Records START

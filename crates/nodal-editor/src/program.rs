//! GPU program shared by every node fan, plus the per-node buffers bound to it.

use anyhow::{bail, ensure, Context, Result};
use bytemuck::{Pod, Zeroable};
use nodal_engine::coords::Viewport;
use nodal_engine::paint::Color;
use wgpu::util::DeviceExt;

use crate::config::{MAX_CIRCLE_SEGMENTS, MIN_CIRCLE_SEGMENTS};
use crate::geometry::{fan_indices, FanVertex};

// ── GPU types ─────────────────────────────────────────────────────────────

/// `u_resolution`: logical surface size, padded to 16 bytes.
#[repr(C)]
#[derive(Debug, Copy, Clone, Pod, Zeroable)]
struct ResolutionUniform {
    size: [f32; 2],
    _pad: [f32; 2],
}

/// `u_color`: premultiplied RGBA.
#[repr(C)]
#[derive(Debug, Copy, Clone, Pod, Zeroable)]
struct ColorUniform {
    rgba: [f32; 4],
}

fn premul_alpha_blend() -> wgpu::BlendState {
    wgpu::BlendState {
        color: wgpu::BlendComponent {
            src_factor: wgpu::BlendFactor::One,
            dst_factor: wgpu::BlendFactor::OneMinusSrcAlpha,
            operation: wgpu::BlendOperation::Add,
        },
        alpha: wgpu::BlendComponent {
            src_factor: wgpu::BlendFactor::One,
            dst_factor: wgpu::BlendFactor::OneMinusSrcAlpha,
            operation: wgpu::BlendOperation::Add,
        },
    }
}

fn uniform_layout_entry<U>(visibility: wgpu::ShaderStages) -> Result<wgpu::BindGroupLayoutEntry> {
    let size = std::num::NonZeroU64::new(std::mem::size_of::<U>() as u64)
        .context("uniform type has zero size")?;
    Ok(wgpu::BindGroupLayoutEntry {
        binding: 0,
        visibility,
        ty: wgpu::BindingType::Buffer {
            ty: wgpu::BufferBindingType::Uniform,
            has_dynamic_offset: false,
            min_binding_size: Some(size),
        },
        count: None,
    })
}

// ── program ───────────────────────────────────────────────────────────────

/// Compiled pipeline with the `a_position`, `u_resolution` and `u_color` slots,
/// the resolution uniform and the shared fan index buffer.
pub struct NodeProgram {
    pipeline: wgpu::RenderPipeline,
    color_layout: wgpu::BindGroupLayout,

    resolution_ubo: wgpu::Buffer,
    resolution_bind_group: wgpu::BindGroup,

    index_buffer: wgpu::Buffer,
    index_count: u32,
    segments: u32,
}

impl NodeProgram {
    /// Builds the program for `format` and fans of `segments` slices.
    ///
    /// Any shader compilation error is returned; there is no fallback program.
    /// So is a segment count outside `MIN_CIRCLE_SEGMENTS..=MAX_CIRCLE_SEGMENTS`.
    pub fn new(device: &wgpu::Device, format: wgpu::TextureFormat, segments: u32) -> Result<Self> {
        ensure!(
            (MIN_CIRCLE_SEGMENTS..=MAX_CIRCLE_SEGMENTS).contains(&segments),
            "{segments} circle segments outside {MIN_CIRCLE_SEGMENTS}..={MAX_CIRCLE_SEGMENTS}"
        );

        let shader = device.create_shader_module(wgpu::ShaderModuleDescriptor {
            label: Some("nodal node shader"),
            source: wgpu::ShaderSource::Wgsl(include_str!("shaders/node.wgsl").into()),
        });

        let info = pollster::block_on(shader.get_compilation_info());
        let errors: Vec<String> = info
            .messages
            .iter()
            .filter(|m| matches!(m.message_type, wgpu::CompilationMessageType::Error))
            .map(|m| m.message.clone())
            .collect();
        if !errors.is_empty() {
            bail!("node shader failed to compile: {}", errors.join("; "));
        }

        let resolution_layout = device.create_bind_group_layout(&wgpu::BindGroupLayoutDescriptor {
            label: Some("nodal u_resolution bgl"),
            entries: &[uniform_layout_entry::<ResolutionUniform>(wgpu::ShaderStages::VERTEX)?],
        });
        let color_layout = device.create_bind_group_layout(&wgpu::BindGroupLayoutDescriptor {
            label: Some("nodal u_color bgl"),
            entries: &[uniform_layout_entry::<ColorUniform>(wgpu::ShaderStages::FRAGMENT)?],
        });

        let pipeline_layout = device.create_pipeline_layout(&wgpu::PipelineLayoutDescriptor {
            label: Some("nodal node pipeline layout"),
            bind_group_layouts: &[&resolution_layout, &color_layout],
            immediate_size: 0,
        });

        let pipeline = device.create_render_pipeline(&wgpu::RenderPipelineDescriptor {
            label: Some("nodal node pipeline"),
            layout: Some(&pipeline_layout),
            vertex: wgpu::VertexState {
                module: &shader,
                entry_point: Some("vs_main"),
                compilation_options: Default::default(),
                buffers: &[FanVertex::layout()],
            },
            fragment: Some(wgpu::FragmentState {
                module: &shader,
                entry_point: Some("fs_main"),
                compilation_options: Default::default(),
                targets: &[Some(wgpu::ColorTargetState {
                    format,
                    blend: Some(premul_alpha_blend()),
                    write_mask: wgpu::ColorWrites::ALL,
                })],
            }),
            primitive: wgpu::PrimitiveState {
                topology: wgpu::PrimitiveTopology::TriangleList,
                strip_index_format: None,
                front_face: wgpu::FrontFace::Ccw,
                cull_mode: None,
                polygon_mode: wgpu::PolygonMode::Fill,
                unclipped_depth: false,
                conservative: false,
            },
            depth_stencil: None,
            multisample: wgpu::MultisampleState::default(),
            multiview_mask: None,
            cache: None,
        });

        let resolution_ubo = device.create_buffer(&wgpu::BufferDescriptor {
            label: Some("nodal u_resolution ubo"),
            size: std::mem::size_of::<ResolutionUniform>() as u64,
            usage: wgpu::BufferUsages::UNIFORM | wgpu::BufferUsages::COPY_DST,
            mapped_at_creation: false,
        });
        let resolution_bind_group = device.create_bind_group(&wgpu::BindGroupDescriptor {
            label: Some("nodal u_resolution bind group"),
            layout: &resolution_layout,
            entries: &[wgpu::BindGroupEntry {
                binding: 0,
                resource: resolution_ubo.as_entire_binding(),
            }],
        });

        let indices = fan_indices(segments);
        let index_buffer = device.create_buffer_init(&wgpu::util::BufferInitDescriptor {
            label: Some("nodal fan ibo"),
            contents: bytemuck::cast_slice(&indices),
            usage: wgpu::BufferUsages::INDEX,
        });

        log::debug!("node program built for {format:?}, {segments} segments");

        Ok(Self {
            pipeline,
            color_layout,
            resolution_ubo,
            resolution_bind_group,
            index_buffer,
            index_count: indices.len() as u32,
            segments,
        })
    }

    pub fn segments(&self) -> u32 {
        self.segments
    }

    pub fn index_count(&self) -> u32 {
        self.index_count
    }

    pub fn write_resolution(&self, queue: &wgpu::Queue, viewport: Viewport) {
        queue.write_buffer(
            &self.resolution_ubo,
            0,
            bytemuck::bytes_of(&ResolutionUniform {
                size: [viewport.width.max(1.0), viewport.height.max(1.0)],
                _pad: [0.0; 2],
            }),
        );
    }

    /// Binds pipeline, resolution and index buffer for the fans that follow.
    pub fn bind(&self, rpass: &mut wgpu::RenderPass<'_>) {
        rpass.set_pipeline(&self.pipeline);
        rpass.set_bind_group(0, &self.resolution_bind_group, &[]);
        rpass.set_index_buffer(self.index_buffer.slice(..), wgpu::IndexFormat::Uint16);
    }
}

// ── per-node buffers ──────────────────────────────────────────────────────

struct Fan {
    vbo: wgpu::Buffer,
    color_ubo: wgpu::Buffer,
    bind_group: wgpu::BindGroup,
}

impl Fan {
    fn new(
        device: &wgpu::Device,
        program: &NodeProgram,
        label: &str,
        vertices: &[FanVertex],
        color: Color,
    ) -> Self {
        let vbo = device.create_buffer_init(&wgpu::util::BufferInitDescriptor {
            label: Some(label),
            contents: bytemuck::cast_slice(vertices),
            usage: wgpu::BufferUsages::VERTEX | wgpu::BufferUsages::COPY_DST,
        });
        let color_ubo = device.create_buffer_init(&wgpu::util::BufferInitDescriptor {
            label: Some(label),
            contents: bytemuck::bytes_of(&ColorUniform { rgba: color.to_array() }),
            usage: wgpu::BufferUsages::UNIFORM | wgpu::BufferUsages::COPY_DST,
        });
        let bind_group = device.create_bind_group(&wgpu::BindGroupDescriptor {
            label: Some(label),
            layout: &program.color_layout,
            entries: &[wgpu::BindGroupEntry {
                binding: 0,
                resource: color_ubo.as_entire_binding(),
            }],
        });
        Self { vbo, color_ubo, bind_group }
    }

    fn draw(&self, rpass: &mut wgpu::RenderPass<'_>, index_count: u32) {
        rpass.set_bind_group(1, &self.bind_group, &[]);
        rpass.set_vertex_buffer(0, self.vbo.slice(..));
        rpass.draw_indexed(0..index_count, 0, 0..1);
    }

    fn destroy(&self) {
        self.vbo.destroy();
        self.color_ubo.destroy();
    }
}

/// Vertex and color buffers of one node: the border fan and the fill fan.
pub struct NodeBuffers {
    border: Fan,
    fill: Fan,
}

impl NodeBuffers {
    pub fn new(
        device: &wgpu::Device,
        program: &NodeProgram,
        border_vertices: &[FanVertex],
        fill_vertices: &[FanVertex],
        border_color: Color,
        fill_color: Color,
    ) -> Self {
        Self {
            border: Fan::new(device, program, "nodal node border", border_vertices, border_color),
            fill: Fan::new(device, program, "nodal node fill", fill_vertices, fill_color),
        }
    }

    /// Replaces both vertex buffers. Fan sizes are fixed per program, so the
    /// existing allocations always fit.
    pub fn write_geometry(&self, queue: &wgpu::Queue, border: &[FanVertex], fill: &[FanVertex]) {
        queue.write_buffer(&self.border.vbo, 0, bytemuck::cast_slice(border));
        queue.write_buffer(&self.fill.vbo, 0, bytemuck::cast_slice(fill));
    }

    pub fn write_colors(&self, queue: &wgpu::Queue, border: Color, fill: Color) {
        queue.write_buffer(
            &self.border.color_ubo,
            0,
            bytemuck::bytes_of(&ColorUniform { rgba: border.to_array() }),
        );
        queue.write_buffer(
            &self.fill.color_ubo,
            0,
            bytemuck::bytes_of(&ColorUniform { rgba: fill.to_array() }),
        );
    }

    /// Border first so the fill covers its inner part.
    pub fn draw(&self, rpass: &mut wgpu::RenderPass<'_>, index_count: u32) {
        self.border.draw(rpass, index_count);
        self.fill.draw(rpass, index_count);
    }

    pub fn destroy(&self) {
        self.border.destroy();
        self.fill.destroy();
    }
}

Records END

■ Task requirements ■
Identify the lines in the entries that hold "BindGroupLayoutEntry" and return each one.

■ Output ■
fn uniform_layout_entry<U>(visibility: wgpu::ShaderStages) -> Result<wgpu::BindGroupLayoutEntry> {
    Ok(wgpu::BindGroupLayoutEntry {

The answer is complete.